Per raggiungere l’obiettivo, alcuni gruppi intendono aprire stabilimenti nel Vecchio continente. Byd, uno dei maggiori produttori al mondo di auto elettriche e di batterie, nel quale ha investito il famoso finanziere Warren Buffett, è in trattativa con diversi Paesi, incluso il Regno Unito, per aprire una fabbrica che produca sia batterie che veicoli. Nio, che ha appena lanciato i suoi modelli in Germania, Danimarca, Svezia e Paesi Bassi, ha già realizzato in Ungheria un impianto di produzione di «swap station», cioè stazioni robotizzate per la sostituzione delle batterie al posto della ricarica con il cavo, e prevede di costruire uno stabilimento di vetture una volta superate le 200 mila auto vendute. Anche Great Wall sta cercando un sito di produzione europeo. Oggi la presenza dei cinesi sul mercato europeo è ancora modesta: secondo la società di consulenza automobilistica francese Inovev, Pechino ha conquistato circa il 5,8 per cento del segmento di veicoli elettrici. Ma si prevede un forte aumento nei prossimi anni grazie alla produzione di modelli a basso costo.
Secondo Patrick Koller, a.d. della francese Faurecia, uno dei maggiori produttori di componentistica per automobili, le case cinesi possono costruire un veicolo elettrico a 10 mila euro in meno rispetto ai concorrenti europei, un vantaggio di costo schiacciante. E se non si impongono dei dazi (poco probabile) l’ideale sarebbe trovare il modo di obbligarle a produrre in Europa. L’Italia è il Paese che ne avrebbe più bisogno: considerando solo le automobili (escludendo perciò i veicoli commerciali leggeri), lo scorso anno abbiamo prodotto circa 477 mila vetture contro il milione e 900 mila fabbricate nel 1989. Siamo precipitati al 20° posto al mondo tra i produttori di veicoli e in Europa ci superano di gran lunga non solo Repubblica Ceca, Slovacchia e Spagna, ma perfino la Romania (vedi tabella nell’altra pagina).
Una tragica deindustrializzazione che non ha eguali al mondo e che deriva dal rapporto incestuoso tra Stato e Fiat (ora confluita in Stellantis insieme a Chrysler) e dalla scarsa attitudine del nostro Paese ad accettare i valori della concorrenza.
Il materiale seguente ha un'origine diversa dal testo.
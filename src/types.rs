//! Доменные типы: нормализованная помесячная таблица и производные от неё показатели.

use crate::config::{LOCATION_COLUMN, TOTAL_COLUMN};
use crate::raw::{Cell, RawGrid};
use crate::utils::{cell_text, coerce_money_or_zero, label_key, sum_money};
use rust_decimal::Decimal;
use std::collections::BTreeMap;
use std::fmt;

/// Денежное значение, используем `Decimal` для точных расчётов.
pub type Money = Decimal;

/// Нормализованная таблица одного месяца: строки — площадки.
///
/// Ячейки каждой строки выровнены по `columns`. После загрузки в таблице
/// всегда есть столбцы `Location` и `Total`, а столбцы выручки содержат только числа.
#[derive(Debug, Clone, PartialEq, Eq, Default)]
pub struct MonthTable {
    /// Подписи столбцов в исходном порядке; недостающие столбцы выручки дописаны в конец.
    pub columns: Vec<String>,
    /// Строки данных.
    pub rows: Vec<Vec<Cell>>,
}

impl MonthTable {
    /// Индекс столбца по подписи (без учёта регистра и лишних пробелов).
    pub fn column_index(&self, label: &str) -> Option<usize> {
        let key = label_key(label);
        self.columns.iter().position(|c| label_key(c) == key)
    }

    /// Число площадок.
    #[inline]
    pub fn len(&self) -> usize {
        self.rows.len()
    }

    /// В таблице нет строк.
    #[inline]
    pub fn is_empty(&self) -> bool {
        self.rows.is_empty()
    }

    /// Значения столбца, приведённые к числу; `None`, если столбца нет.
    pub fn money_column(&self, label: &str) -> Option<Vec<Money>> {
        let idx = self.column_index(label)?;
        Some(
            self.rows
                .iter()
                .map(|row| row.get(idx).map_or(Decimal::ZERO, coerce_money_or_zero))
                .collect(),
        )
    }

    /// Сумма столбца; отсутствующий столбец даёт ноль.
    pub fn column_sum(&self, label: &str) -> Money {
        self.money_column(label)
            .map(sum_money)
            .unwrap_or_default()
    }

    /// Названия площадок в порядке строк.
    pub fn locations(&self) -> Vec<String> {
        let idx = self.column_index(LOCATION_COLUMN);
        self.rows
            .iter()
            .map(|row| {
                idx.and_then(|i| row.get(i))
                    .map(cell_text)
                    .unwrap_or_default()
            })
            .collect()
    }

    /// Пары «площадка — итог» в порядке строк; `None`, если нет столбца `Total`.
    pub fn sites(&self) -> Option<Vec<RankedSite>> {
        let totals = self.money_column(TOTAL_COLUMN)?;
        Some(
            self.locations()
                .into_iter()
                .zip(totals)
                .map(|(location, total)| RankedSite { location, total })
                .collect(),
        )
    }

    /// Обратное преобразование в сетку: строка заголовка и строки данных.
    pub fn to_grid(&self) -> RawGrid {
        let header = self.columns.iter().map(|c| Cell::Text(c.clone())).collect();
        let mut rows = Vec::with_capacity(self.rows.len() + 1);
        rows.push(header);
        rows.extend(self.rows.iter().cloned());
        RawGrid::new(rows)
    }
}

/// Площадка и её итоговая выручка.
#[derive(Debug, Clone, PartialEq, Eq)]
pub struct RankedSite {
    /// Название площадки.
    pub location: String,
    /// Итоговая выручка.
    pub total: Money,
}

/// Структура выручки по категориям.
#[derive(Debug, Clone, Copy, PartialEq, Eq, Default)]
pub struct RevenueMix {
    /// Голосовая связь.
    pub voice: Money,
    /// SMS.
    pub sms: Money,
    /// Мобильные данные.
    pub data: Money,
}

/// Сводные показатели одного месяца.
#[derive(Debug, Clone, PartialEq, Eq)]
pub struct KpiSnapshot {
    /// Суммарная выручка.
    pub total_revenue: Money,
    /// Средняя выручка на площадку.
    pub avg_revenue: Money,
    /// Выручка по категориям.
    pub revenue_mix: RevenueMix,
    /// Доля мобильных данных в выручке, %.
    pub data_share_pct: Money,
    /// Число площадок с нулевой выручкой.
    pub zero_revenue_sites: usize,
    /// Площадки с нулевой выручкой в порядке строк таблицы.
    pub zero_revenue_locations: Vec<String>,
    /// Площадка с максимальной выручкой, `"-"` для пустой таблицы.
    pub top_site: String,
    /// Выручка лучшей площадки.
    pub top_site_value: Money,
    /// Десять площадок с наибольшей выручкой.
    pub top_10_sites: Vec<RankedSite>,
    /// Десять площадок с наименьшей выручкой.
    pub bottom_10_sites: Vec<RankedSite>,
    /// Доля десяти лучших площадок в суммарной выручке.
    pub concentration_ratio: Money,
}

impl KpiSnapshot {
    /// Нулевой снимок для пустой таблицы.
    pub fn empty() -> Self {
        Self {
            total_revenue: Decimal::ZERO,
            avg_revenue: Decimal::ZERO,
            revenue_mix: RevenueMix::default(),
            data_share_pct: Decimal::ZERO,
            zero_revenue_sites: 0,
            zero_revenue_locations: Vec::new(),
            top_site: "-".to_string(),
            top_site_value: Decimal::ZERO,
            top_10_sites: Vec::new(),
            bottom_10_sites: Vec::new(),
            concentration_ratio: Decimal::ZERO,
        }
    }
}

impl Default for KpiSnapshot {
    fn default() -> Self {
        Self::empty()
    }
}

/// Направление изменения выручки.
#[derive(Debug, Clone, Copy, PartialEq, Eq, Hash)]
pub enum Direction {
    /// Рост.
    Up,
    /// Падение.
    Down,
    /// Без изменений.
    Flat,
}

impl fmt::Display for Direction {
    fn fmt(&self, f: &mut fmt::Formatter<'_>) -> fmt::Result {
        f.write_str(match self {
            Self::Up => "up",
            Self::Down => "down",
            Self::Flat => "flat",
        })
    }
}

/// Сравнение двух месяцев.
#[derive(Debug, Clone, Copy, PartialEq, Eq)]
pub struct MoMComparison {
    /// Выручка предыдущего месяца.
    pub previous_total: Money,
    /// Выручка текущего месяца.
    pub current_total: Money,
    /// Абсолютное изменение.
    pub delta: Money,
    /// Относительное изменение, %.
    pub pct_change: Money,
    /// Направление по знаку изменения.
    pub direction: Direction,
}

/// Помесячные ряды показателей в порядке месяцев.
#[derive(Debug, Clone, PartialEq, Eq, Default)]
pub struct TrendSeries {
    /// Подписи месяцев.
    pub months: Vec<String>,
    /// Суммарная выручка.
    pub total_revenue: Vec<Money>,
    /// Доля мобильных данных, %.
    pub data_share_pct: Vec<Money>,
    /// Число площадок с нулевой выручкой.
    pub zero_sites: Vec<usize>,
}

/// Группа счётчиков, которые ищутся на вспомогательном листе.
#[derive(Debug, Clone, Copy, PartialEq, Eq, Hash, PartialOrd, Ord)]
pub enum CountLabel {
    /// Работающие площадки.
    Active,
    /// Неработающие площадки.
    Inactive,
    /// Всего площадок.
    Sites,
}

impl CountLabel {
    /// Ключ группы.
    pub const fn as_str(self) -> &'static str {
        match self {
            Self::Active => "active",
            Self::Inactive => "inactive",
            Self::Sites => "sites",
        }
    }
}

/// Сведения, извлечённые из вспомогательного листа по ключевым словам.
#[derive(Debug, Clone, PartialEq, Eq, Default)]
pub struct AuxiliaryContext {
    /// Плановая выручка.
    pub target_total: Option<Money>,
    /// Контрольный итог.
    pub control_total: Option<Money>,
    /// Найденные счётчики площадок.
    pub counts: BTreeMap<CountLabel, Money>,
    /// Пояснения для читателя отчёта.
    pub notes: Vec<String>,
}

/// Точка помесячного ряда одной площадки со вспомогательного листа.
#[derive(Debug, Clone, PartialEq, Eq)]
pub struct LocationTrendPoint {
    /// Подпись месяца.
    pub month: String,
    /// Название площадки.
    pub location: String,
    /// Выручка.
    pub total: Money,
}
Con il risultato che la Spagna oggi produce tre volte più di noi, grazie alla presenza sul proprio territorio di fabbriche Ford, Mercedes, Renault, Stellantis, Volkswagen. In compenso l’Italia vanta la seconda industria della componentistica d’Europa, dopo la Germania. Un settore formato in gran parte da medie aziende che esportano più o meno il 60 per cento della produzione a case estere e rischiano di esser spazzate via se non si adeguano rapidamente alla transizione verso la mobilità elettrica. «I dati della produzione italiana mostrano come imprese e istituzioni non siano riuscite a intercettare i trend del mercato dell’automotive, quanto a tecnologia, innovazione e costi» ha dichiarato Michele Crisci, presidente dell’Unrae, l’associazione delle case estere presenti in Italia. «La transizione è quindi un’opportunità».
Ma quale opportunità può rappresentare se produciamo poco e le quote di mercato dell’auto elettrica non riescono a decollare? «Siamo arrivati alla “bottom line”» avverte Giorda dell’Anfia. «Scendere sotto le 400 mila auto metterebbe in pericolo l’intera filiera della componentistica». Il ministro delle Imprese e del made in Italy Adolfo Urso ha una bella gatta da pelare: incentivare gli acquisti di vetture a batteria (per ora ancora troppo care) senza favorire le case estere e allo stesso tempo convincere Stellantis a produrre di più in Italia.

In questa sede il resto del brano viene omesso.